Favolacce Italien, Schweiz 2020 – 98min.
Filmkritik
Im Schatten der Sommerfröhlichkeit
Die Fratelli d’Innocenzo schildern in ihrem zweiten Film die (Seelen-)Nöte verwöhnt-verwahrloster Vorstadtkids.
I bambini – die Kinder sagt man, – würden in Italien geradezu vergöttert. Doch ebendiese Bambini, verraten Statistiken, kommen als Erwachsene von ihren Familien oft nicht los, überhaupt ist in Italien seit Gründung der EU und der Finanzkrise vieles nicht so, wie es sein könnte oder sollte. Doch darüber spricht keiner. Schon gar nicht in der gutbürgerlichen Vorortsgemeinde von Rom, in der „Favolacce“ spielt, der nach dem Mafiadrama La terra dell'abbastanza zweite Film der Zwillingsbrüder Damiano und Fabio D’Innocenzo.
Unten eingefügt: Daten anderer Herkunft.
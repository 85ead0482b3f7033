use std::sync::Arc;

use crate::database::connection::ConnectionProvider;
use crate::database::value::{RowRef, SqlType, SqlValue, Statement};
use crate::models::vehicle::Vehicle;
use crate::repositories::{three_tier_delete, write_validated};
use crate::services::dual_path::{settle_find, settle_list, settle_write, DualPathExecutor, ReadPlan, WritePlan};
use crate::utils::errors::DataResult;

const COLUMNS: &[&str] = &["placa", "numero_mtc", "tipo_vehiculo", "marca", "modelo", "carga_max"];

pub struct VehicleRepository {
    executor: DualPathExecutor,
}

impl VehicleRepository {
    pub fn new(provider: Arc<dyn ConnectionProvider>) -> Self {
        Self {
            executor: DualPathExecutor::new(provider),
        }
    }

    pub async fn insert(&self, vehicle: &Vehicle) -> bool {
        let plan = insert_plan(vehicle);
        settle_write("insertar vehículo", write_validated(&self.executor, vehicle, plan).await)
    }

    pub async fn update(&self, vehicle: &Vehicle) -> bool {
        let plan = update_plan(vehicle);
        settle_write("actualizar vehículo", write_validated(&self.executor, vehicle, plan).await)
    }

    /// Rechazado por la base si algún traslado referencia la placa
    pub async fn delete(&self, plate: &str) -> bool {
        let plan = three_tier_delete(
            "eliminar vehículo",
            "sp_eliminar_vehiculo",
            plate,
            Statement::new("DELETE FROM vehiculo WHERE placa = $1").bind(plate),
        )
        .require_rows();
        settle_write("eliminar vehículo", self.executor.write(&plan).await)
    }

    pub async fn list(&self) -> Vec<Vehicle> {
        settle_list("listar vehículos", self.executor.read(&list_plan()).await)
    }

    pub async fn find(&self, plate: &str) -> Option<Vehicle> {
        let plan = ReadPlan::direct(
            "buscar vehículo",
            Statement::new(
                r#"SELECT placa, numero_mtc, tipo_vehiculo, marca, modelo, carga_max
                   FROM vehiculo WHERE placa = $1"#,
            )
            .bind(plate),
            map_row,
        );
        settle_find("buscar vehículo", self.executor.read(&plan).await)
    }
}

/// Carga 0.0 viaja como NULL NUMERIC
fn max_load_param(max_load: f64) -> SqlValue {
    if max_load == 0.0 {
        SqlValue::Null(SqlType::Numeric)
    } else {
        SqlValue::numeric_from_f64(max_load)
    }
}

fn params(v: &Vehicle) -> Vec<SqlValue> {
    vec![
        v.plate.as_str().into(),
        SqlValue::text_or_null(&v.registration_number),
        SqlValue::text_or_null(&v.vehicle_type),
        SqlValue::text_or_null(&v.make),
        SqlValue::text_or_null(&v.model),
        max_load_param(v.max_load),
    ]
}

fn insert_plan(v: &Vehicle) -> WritePlan {
    WritePlan::new("insertar vehículo")
        .procedure("sp_insertar_vehiculo", params(v))
        .direct(Statement::with_params(
            r#"INSERT INTO vehiculo (placa, numero_mtc, tipo_vehiculo, marca, modelo, carga_max)
               VALUES ($1, $2, $3, $4, $5, $6)
               ON CONFLICT (placa) DO NOTHING"#,
            params(v),
        ))
        .require_rows()
}

fn update_plan(v: &Vehicle) -> WritePlan {
    WritePlan::new("actualizar vehículo")
        .procedure("sp_actualizar_vehiculo", params(v))
        .direct(Statement::with_params(
            r#"UPDATE vehiculo
               SET numero_mtc = $2, tipo_vehiculo = $3, marca = $4, modelo = $5, carga_max = $6
               WHERE placa = $1"#,
            params(v),
        ))
        .require_rows()
}

fn list_plan() -> ReadPlan<Vehicle> {
    ReadPlan::direct(
        "listar vehículos",
        Statement::new(
            "SELECT placa, numero_mtc, tipo_vehiculo, marca, modelo, carga_max FROM vehiculo ORDER BY placa",
        ),
        map_row,
    )
    .preferred(Statement::set_returning("sp_listar_vehiculos", vec![]), COLUMNS)
}

fn map_row(row: &RowRef<'_>) -> DataResult<Vehicle> {
    Ok(Vehicle {
        plate: row.text("placa")?,
        registration_number: row.text("numero_mtc")?,
        vehicle_type: row.text("tipo_vehiculo")?,
        make: row.text("marca")?,
        model: row.text("modelo")?,
        max_load: row.f64_or_zero("carga_max")?,
    })
}
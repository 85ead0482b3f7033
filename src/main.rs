use anyhow::{anyhow, Result};
use clap::{Parser, Subcommand};
use dotenvy::dotenv;
use serde::Serialize;
use std::sync::Arc;
use tracing::{error, info};

use guia_remision::config::{ConnectionOverrides, ConnectionSettings};
use guia_remision::database::{build_provider, ConnectionProvider, Statement};
use guia_remision::repositories::*;
use guia_remision::services::report_executor::{Report, ReportExecutor};

#[derive(Parser)]
#[command(name = "guia_remision")]
#[command(about = "Acceso a datos de guías de remisión", long_about = None)]
struct Cli {
    /// URL de la base de datos
    #[arg(long)]
    db_url: Option<String>,
    #[arg(long)]
    db_user: Option<String>,
    #[arg(long)]
    db_pass: Option<String>,
    #[command(subcommand)]
    command: Command,
}

impl Cli {
    fn overrides(&self) -> ConnectionOverrides {
        ConnectionOverrides {
            url: self.db_url.clone(),
            user: self.db_user.clone(),
            password: self.db_pass.clone(),
        }
    }
}

#[derive(Subcommand, Debug, PartialEq)]
enum Command {
    /// Verificar la conexión
    Ping,
    /// Ejecutar un reporte por nombre
    Report { name: String, param: Option<String> },
    /// Listar una entidad en JSON
    List { entity: String },
}

#[tokio::main]
async fn main() -> Result<()> {
    // Cargar variables de entorno
    dotenv().ok();

    // Configurar logging
    tracing_subscriber::fmt()
        .with_max_level(tracing::Level::INFO)
        .init();

    let cli = Cli::parse();
    let settings = ConnectionSettings::resolve(&cli.overrides());
    let provider = build_provider(&settings)?;

    match cli.command {
        Command::Ping => ping(provider).await,
        Command::Report { name, param } => {
            let report = Report::parse(&name, param.as_deref())?;
            let result = ReportExecutor::new(provider).run(&report).await;
            info!("📊 {}: {} filas", report, result.len());
            print_json(&result)
        }
        Command::List { entity } => list(provider, &entity).await,
    }
}

async fn ping(provider: Arc<dyn ConnectionProvider>) -> Result<()> {
    let mut session = provider.acquire().await?;
    let outcome = session.query(&Statement::new("SELECT 1 AS ok")).await;
    session.close().await;
    match outcome {
        Ok(_) => {
            info!("✅ Conexión exitosa a {}", provider.target());
            Ok(())
        }
        Err(e) => {
            error!("❌ Error consultando {}: {}", provider.target(), e);
            Err(e.into())
        }
    }
}

async fn list(provider: Arc<dyn ConnectionProvider>, entity: &str) -> Result<()> {
    match entity {
        "destinatarios" => print_json(&RecipientRepository::new(provider).list().await),
        "remitentes" => print_json(&SenderRepository::new(provider).list().await),
        "conductores" => print_json(&DriverRepository::new(provider).list().await),
        "vehiculos" => print_json(&VehicleRepository::new(provider).list().await),
        "productos" => print_json(&ProductRepository::new(provider).list().await),
        "ubigeos" => print_json(&LocationRepository::new(provider).list().await),
        "ordenes" => print_json(&PaymentOrderRepository::new(provider).list().await),
        "guias" => print_json(&WaybillRepository::new(provider).list().await),
        "traslados" => print_json(&TransferRepository::new(provider).list().await),
        other => Err(anyhow!("entidad desconocida '{}'", other)),
    }
}

fn print_json<T: Serialize + ?Sized>(value: &T) -> Result<()> {
    println!("{}", serde_json::to_string_pretty(value)?);
    Ok(())
}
Als Erzähler figuriert ein Mann (Stimme: Massimo Tortora), der eines Tages ein achtlos weggeworfenes Tagebuch findet. Die in grüner Tinte verfassten Eintragungen lassen darauf schliessen, dass dessen Besitzerin ein Mädchen war. Weil die Eintragungen abrupt abbrechen, sieht sich der Erzähler gezwungen, die auf „Lügen basierende wahre Geschichte“ weiter zu spinnen.
Hier setzt Favolacce ein. Mit der Schilderung eines gewöhnlichen Sommerabends. Die Luft ist lau, die Grillen zirpen, die Familien Rosa und Placido sitzen im Garten beim gemeinsamen Abendbrot; hiesse Bruno Placido seine beiden Kinder nicht affig ihre glänzenden Zeugnisse vorzulesen, wäre alles palletti. Die Schilderung zieht sich über die Ferien bis zum Beginn des neuen Schuljahres bruchstückhaft weiter. Im Zentrum steht der Schreiberin jüngerer Bruder Dennis, ihr arbeitsloser Vater, ihre lethargische Mutter. Hervorgehoben werden des Weiteren: Die frühreife Ada, welche Dennis zu verführen versucht. Die lebenslustige Vilma, die 17-jährig Mutter wird, Dennis schüchterner Schulkamerad Geremia, der seine Nähe sucht. Der Lehrer, der Dennis in seiner Freizeit alles erklärt, auch den Bau einer Bombe.
Es wäre von den Nachmittagen am Swimmingpool, über den Ausflug mit den Eltern bis zu den Grillabenden eigentlich alles normal, wenn die Brüder d’Innocenzo nicht immer wieder auf die Momente zielten, in denen ein banales Ereignisse unverhofft ins Alptraumhafte kippt und die Idylle Risse bekommt.
Formal streng, vor allem von den Kindern toll gespielt, zudem dicht in der Schilderung eines sich aus der ewigen Unzufriedenheit zu kurz Gekommener nährenden Unbehagens, geht „Favolacce“ direkt unter die Haut. Als beklemmender Alptraum, der erzählt, wie Kinder zu dem werden, was ihnen die in vermeintlich bester Absicht handelnden Erwachsenen vorgeben: frühsexualisierte und gewalttätige Wesen, die am Leben verzweifeln.